In his paper “A theory of motivation”, Abraham Maslow outlined the famous “Hierarchy of Needs” model. He explained that individuals are driven to pursue various things in life. However, only when basic needs are met can one begin to focus on higher pursuits. The climax of one’s journey is “Self Actualisation” – the most satisfying and fulfilling state of human existence. At that stage one recognizes their purpose, their meaning, their inner-calling and their true identity.
The “Hierarchy of Needs” starts with the most basic necessities of human existence. We require food, clothing and shelter for our survival, and until we have them it’s difficult to contemplate anything else. Once we have acquired those items, the next stage is to strive for security and safety in that position. Thereafter, the individual pursues emotional fulfilment through relationships, family, community and a meaningful bond with other people. They seek to share their life experiences with others. Beyond that, one focuses on boosting their esteem through achievements, distinction and recognition in their social circle. After someone realises these four objectives, Maslow posited the final goal to be “self actualization.” At this stage, the individual aims to discover the true meaning of life.
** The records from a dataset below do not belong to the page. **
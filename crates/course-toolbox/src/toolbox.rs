//! The page-level composition root.

use std::sync::Arc;

use course_toolbox_core::Signal;

use crate::collaborators::Services;
use crate::config::ToolboxConfig;
use crate::controllers::{
    ControllerContext, DeleteController, DuplicateController, GroupModeController,
    HighlightController, IndentController, RenameController, SectionVisibilityController,
    VisibilityController, VisibilityModule,
};
use crate::dispatch::{ActionDispatcher, ClickEvent, DispatchResult};
use crate::error::ConfigError;
use crate::model::{Action, DocumentHandle, ItemId};
use crate::targets;
use crate::transport::{HttpEndpoint, MutationEndpoint, Transport};

/// Everything the course editing page needs, wired together.
///
/// # Example
///
/// ```no_run
/// use course_toolbox::prelude::*;
/// # fn services() -> Services { unimplemented!() }
///
/// # fn main() -> Result<(), ConfigError> {
/// let config = ToolboxConfig::builder("https://school.example", 42, "sesskey").build()?;
/// let document = DocumentHandle::new(CourseDocument::new());
/// let toolbox = CourseToolbox::connect(config, document, services())?;
///
/// let mut click = ClickEvent::on_activity_link(12, "moveright");
/// toolbox.handle_click(&mut click);
/// # Ok(())
/// # }
/// ```
pub struct CourseToolbox {
    ctx: Arc<ControllerContext>,
    dispatcher: ActionDispatcher,
    indent: Arc<IndentController>,
    visibility: Arc<VisibilityController>,
    group_mode: Arc<GroupModeController>,
    highlight: Arc<HighlightController>,
    section_visibility: Arc<SectionVisibilityController>,
    rename: Arc<RenameController>,
    delete: Arc<DeleteController>,
    duplicate: Arc<DuplicateController>,
}

impl CourseToolbox {
    /// Build a toolbox that posts to the configured HTTP endpoint.
    pub fn connect(
        config: ToolboxConfig,
        document: DocumentHandle,
        services: Services,
    ) -> Result<Self, ConfigError> {
        config.validate()?;
        let endpoint = HttpEndpoint::from_config(&config)?;
        Self::new(config, document, Arc::new(endpoint), services)
    }

    /// Build a toolbox around any endpoint.
    pub fn new(
        config: ToolboxConfig,
        document: DocumentHandle,
        endpoint: Arc<dyn MutationEndpoint>,
        services: Services,
    ) -> Result<Self, ConfigError> {
        config.validate()?;
        let transport = Transport::new(
            endpoint,
            config.session(),
            services.failures.clone(),
            config.busy_hide_delay(),
        );
        let ctx = ControllerContext::new(document, transport, services, Arc::new(config));

        let indent = Arc::new(IndentController::new(ctx.clone()));
        let visibility = Arc::new(VisibilityController::new(ctx.clone()));
        let group_mode = Arc::new(GroupModeController::new(ctx.clone()));
        let highlight = Arc::new(HighlightController::new(ctx.clone()));
        let section_visibility = Arc::new(SectionVisibilityController::new(ctx.clone()));
        let rename = Arc::new(RenameController::new(ctx.clone()));
        let delete = Arc::new(DeleteController::new(ctx.clone()));
        let duplicate = Arc::new(DuplicateController::new(ctx.clone()));

        let dispatcher = ActionDispatcher::builder()
            .route(Action::EditTitle, rename.clone())
            .route_all(&[Action::IndentDecrease, Action::IndentIncrease], indent.clone())
            .route(Action::Delete, delete.clone())
            .route(Action::Duplicate, duplicate.clone())
            .route_all(&[Action::Hide, Action::Show], visibility.clone())
            .route(Action::SetGroupMode, group_mode.clone())
            .route(Action::HighlightSection, highlight.clone())
            .route(Action::ToggleSectionVisibility, section_visibility.clone())
            .build();

        ctx.services
            .modules
            .register_module(Arc::new(VisibilityModule::new(&visibility)));
        tracing::info!(target: targets::TOOLBOX, course = ctx.config.course_id, "course toolbox ready");

        Ok(Self {
            ctx,
            dispatcher,
            indent,
            visibility,
            group_mode,
            highlight,
            section_visibility,
            rename,
            delete,
            duplicate,
        })
    }

    /// Route one click from the page.
    pub fn handle_click(&self, event: &mut ClickEvent) -> DispatchResult {
        self.dispatcher.dispatch(event)
    }

    /// UI-only visibility change for an activity, as sibling modules request it.
    pub fn set_visibility_ui(&self, item: &ItemId, visible: bool) -> bool {
        self.visibility.set_visibility_ui(item, visible).unwrap_or(false)
    }

    /// Emitted with the id of each activity added by a duplicate.
    pub fn item_inserted(&self) -> &Arc<Signal<ItemId>> {
        self.duplicate.item_inserted()
    }

    pub fn document(&self) -> &DocumentHandle {
        &self.ctx.document
    }

    pub fn config(&self) -> &ToolboxConfig {
        &self.ctx.config
    }

    pub fn transport(&self) -> &Transport {
        &self.ctx.transport
    }

    pub fn dispatcher(&self) -> &ActionDispatcher {
        &self.dispatcher
    }

    pub fn indent(&self) -> &IndentController {
        &self.indent
    }

    pub fn visibility(&self) -> &VisibilityController {
        &self.visibility
    }

    pub fn group_mode(&self) -> &GroupModeController {
        &self.group_mode
    }

    pub fn highlight(&self) -> &HighlightController {
        &self.highlight
    }

    pub fn section_visibility(&self) -> &SectionVisibilityController {
        &self.section_visibility
    }

    pub fn rename(&self) -> &RenameController {
        &self.rename
    }

    pub fn delete(&self) -> &DeleteController {
        &self.delete
    }

    pub fn duplicate(&self) -> &DuplicateController {
        &self.duplicate
    }
}

impl std::fmt::Debug for CourseToolbox {
    fn fmt(&self, f: &mut std::fmt::Formatter<'_>) -> std::fmt::Result {
        f.debug_struct("CourseToolbox")
            .field("course_id", &self.ctx.config.course_id)
            .field("dispatcher", &self.dispatcher)
            .finish_non_exhaustive()
    }
}
//! Headless model of the course page.

mod action;
mod activity;
mod document;
mod editor;
mod ids;
mod section;

pub use action::{Action, ActionLink, Icon, VisibilityAction};
pub use activity::{ActivityView, GroupMode, IndentLevel, Visibility};
pub use document::{CourseDocument, DocumentHandle, ItemRef};
pub use editor::{EditorKey, TITLE_MAX_LENGTH, TitleEditor};
pub use ids::{ItemId, SectionId};
pub use section::SectionView;
//! Inline rename.
//!
//! ```text
//!          begin (gettitle)             submit
//!   Idle ─────────────────▶ Editing ─────────────▶ Idle  (+ updatetitle if changed)
//!                              │   blur / Escape
//!                              └─────────────────▶ Idle
//! ```
//!
//! While editing, one [`PendingEdit`] owns the three editor subscriptions.
//! Every exit path releases all of them before touching anything else, then
//! removes the editor and puts keyboard focus back on the item's edit link.

use std::sync::{Arc, Weak};

use course_toolbox_core::{SubscriptionSet, runtime};
use parking_lot::Mutex;

use super::ControllerContext;
use crate::dispatch::{ActionHandler, ActionInvocation};
use crate::model::{EditorKey, ItemId, ItemRef, TitleEditor};
use crate::targets;
use crate::transport::{
    BusyIndicator, MutationRequest, MutationResponse, MutationTask, RequestOptions, SuccessCallback,
};

const EDIT_TITLE_LINK: &str = "edittitle";

/// An in-progress rename.
struct PendingEdit {
    item: ItemId,
    /// Title displayed when the edit started.
    original: String,
    editor: Arc<TitleEditor>,
    subscriptions: SubscriptionSet,
}

struct RenameInner {
    ctx: Arc<ControllerContext>,
    pending: Mutex<Option<PendingEdit>>,
}

/// Renames activities in place.
///
/// At most one edit is pending at a time. Opening an editor while another
/// edit is pending cancels that edit first.
pub struct RenameController {
    inner: Arc<RenameInner>,
}

impl RenameController {
    pub fn new(ctx: Arc<ControllerContext>) -> Self {
        Self {
            inner: Arc::new(RenameInner {
                ctx,
                pending: Mutex::new(None),
            }),
        }
    }

    /// Start renaming `item`.
    ///
    /// Fetches the authoritative title first; the editor opens when the reply
    /// arrives. Items without a title cannot be renamed.
    pub fn begin(&self, item: &ItemId) -> Option<MutationTask> {
        let displayed = self
            .inner
            .ctx
            .document
            .read(|doc| doc.activity(item).and_then(|a| a.name.clone()));
        if displayed.is_none() {
            tracing::trace!(target: targets::RENAME, %item, "item has no title, not renaming");
            return None;
        }

        let weak: Weak<RenameInner> = Arc::downgrade(&self.inner);
        let target = item.clone();
        let on_success: SuccessCallback = Box::new(move |response: &MutationResponse| {
            if let Some(inner) = weak.upgrade() {
                inner.open_editor(&target, response.instancename.as_deref());
            }
        });

        let request = MutationRequest::resource().field("gettitle").id(item);
        Some(
            self.inner
                .ctx
                .transport
                .send(request, None, Some(on_success), RequestOptions::default()),
        )
    }

    /// Show the editor for `item` without fetching the title.
    ///
    /// `seed` pre-fills the field; the displayed title is used when it is
    /// `None`. Returns the editor, or `None` if the item cannot be renamed.
    pub fn open_editor(&self, item: &ItemId, seed: Option<&str>) -> Option<Arc<TitleEditor>> {
        self.inner.open_editor(item, seed)
    }

    /// Commit the pending edit of `item`, as a form submit would.
    pub fn commit(&self, item: &ItemId) -> Option<MutationTask> {
        self.inner.commit(item)
    }

    /// Cancel the pending edit of `item`. Returns whether one was pending.
    pub fn cancel(&self, item: &ItemId) -> bool {
        self.inner.cancel(item)
    }

    pub fn is_editing(&self, item: &ItemId) -> bool {
        self.inner
            .pending
            .lock()
            .as_ref()
            .is_some_and(|edit| &edit.item == item)
    }

    /// The editor of the pending edit, if any.
    pub fn editor(&self) -> Option<Arc<TitleEditor>> {
        self.inner.pending.lock().as_ref().map(|edit| edit.editor.clone())
    }

    /// Number of live editor subscriptions. Zero whenever no edit is pending.
    pub fn active_subscriptions(&self) -> usize {
        self.inner
            .pending
            .lock()
            .as_ref()
            .map_or(0, |edit| edit.subscriptions.active_count())
    }
}

impl RenameInner {
    fn open_editor(self: &Arc<Self>, item: &ItemId, seed: Option<&str>) -> Option<Arc<TitleEditor>> {
        let document = &self.ctx.document;
        let original = document.read(|doc| doc.activity(item).and_then(|a| a.name.clone()))?;
        let seed = seed.map(str::to_string).unwrap_or_else(|| original.clone());

        self.ctx.services.action_menu.hide_menu();

        let previous = self.pending.lock().take();
        if let Some(previous) = previous {
            tracing::debug!(target: targets::RENAME, item = %previous.item, "replacing pending edit");
            self.finish(previous);
        }

        let editor = TitleEditor::new(seed);
        let installed = document.update(|doc| {
            let activity = doc.activity_mut(item)?;
            activity.title_editor = Some(editor.clone());
            activity.editing_title = true;
            Some(())
        });
        installed?;
        editor.focus_and_select();

        let mut subscriptions = SubscriptionSet::new();
        let weak = Arc::downgrade(self);
        let target = item.clone();
        subscriptions.push(editor.blurred.connect_guarded(move |_| {
            if let Some(inner) = weak.upgrade() {
                inner.cancel(&target);
            }
        }));
        let weak = Arc::downgrade(self);
        let target = item.clone();
        subscriptions.push(editor.key_pressed.connect_guarded(move |key| {
            if *key != EditorKey::Escape {
                return;
            }
            if let Some(inner) = weak.upgrade() {
                inner.cancel(&target);
            }
        }));
        let weak = Arc::downgrade(self);
        let target = item.clone();
        subscriptions.push(editor.submitted.connect_guarded(move |_| {
            if let Some(inner) = weak.upgrade() {
                inner.commit(&target);
            }
        }));

        tracing::debug!(target: targets::RENAME, %item, "editing title");
        let displaced = self.pending.lock().replace(PendingEdit {
            item: item.clone(),
            original,
            editor: editor.clone(),
            subscriptions,
        });
        if let Some(displaced) = displaced {
            self.finish(displaced);
        }
        Some(editor)
    }

    fn take_pending(&self, item: &ItemId) -> Option<PendingEdit> {
        let mut pending = self.pending.lock();
        if pending.as_ref().is_some_and(|edit| &edit.item == item) {
            pending.take()
        } else {
            None
        }
    }

    fn cancel(&self, item: &ItemId) -> bool {
        match self.take_pending(item) {
            Some(edit) => {
                tracing::debug!(target: targets::RENAME, %item, "edit cancelled");
                self.finish(edit);
                true
            }
            None => false,
        }
    }

    fn commit(&self, item: &ItemId) -> Option<MutationTask> {
        let edit = self.take_pending(item)?;
        let value = edit.editor.value().trim().to_string();
        let unchanged = value.is_empty() || value == edit.original.trim();
        self.finish(edit);

        if unchanged {
            tracing::trace!(target: targets::RENAME, %item, "title unchanged, nothing to send");
            return None;
        }

        let document = self.ctx.document.clone();
        let target = item.clone();
        let submitted = value.clone();
        let on_success: SuccessCallback = Box::new(move |response: &MutationResponse| {
            let title = response.instancename.clone().unwrap_or(submitted);
            document.update(|doc| {
                if let Some(activity) = doc.activity_mut(&target) {
                    activity.name = Some(title);
                }
            });
        });

        let request = MutationRequest::resource()
            .field("updatetitle")
            .id(item)
            .param("title", value);
        let spinner = BusyIndicator::spinner(self.ctx.document.clone(), item.clone());
        Some(self.ctx.transport.send(
            request,
            Some(spinner),
            Some(on_success),
            RequestOptions::default(),
        ))
    }

    /// Leave the editing state.
    fn finish(&self, mut edit: PendingEdit) {
        let released = edit.subscriptions.release();
        tracing::trace!(target: targets::RENAME, item = %edit.item, released, "editor subscriptions released");

        self.ctx.document.update(|doc| {
            if let Some(activity) = doc.activity_mut(&edit.item) {
                activity.title_editor = None;
                activity.editing_title = false;
            }
        });

        let document = self.ctx.document.clone();
        let item = edit.item;
        let refocus = move || {
            document.update(|doc| doc.focus_activity_link(&item, EDIT_TITLE_LINK));
        };
        let delay = self.ctx.config.focus_restore_delay();
        if let Err(e) = runtime::spawn_later(delay, refocus) {
            tracing::warn!(target: targets::RENAME, error = %e, "focus not restored");
        }
    }
}

impl ActionHandler for RenameController {
    fn handle(&self, invocation: &ActionInvocation) -> Option<MutationTask> {
        match &invocation.item {
            ItemRef::Activity(item) => self.begin(item),
            ItemRef::Section(_) => None,
        }
    }
}

impl std::fmt::Debug for RenameController {
    fn fmt(&self, f: &mut std::fmt::Formatter<'_>) -> std::fmt::Result {
        let pending = self.inner.pending.lock();
        f.debug_struct("RenameController")
            .field("editing", &pending.as_ref().map(|edit| edit.item.clone()))
            .finish()
    }
}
They dig a little deeper, and search out the more profound meaning behind their existence. According to Maslow only 2% of the world’s population get anywhere near this stage.
In the Bhagavad-gita, Krishna explains that “out of many thousands of people, one may endeavour for spiritual perfection, and out of those who have attained such perfection, only a rare few actually reawaken their personal connection with the Supreme Truth.” We look for happiness on many levels; through our bodily faculties, through emotional comfort and through intelligence and ego. Maslow’s first four levels deal with these external coverings. However, all such attempts at happiness do not touch the essence of our being. Beyond the body, the mind, and the intelligence, is the spirit soul. Thus, only spiritual food can really satisfy us. To understand this and realign our daily priorities accordingly is real self-actualisation.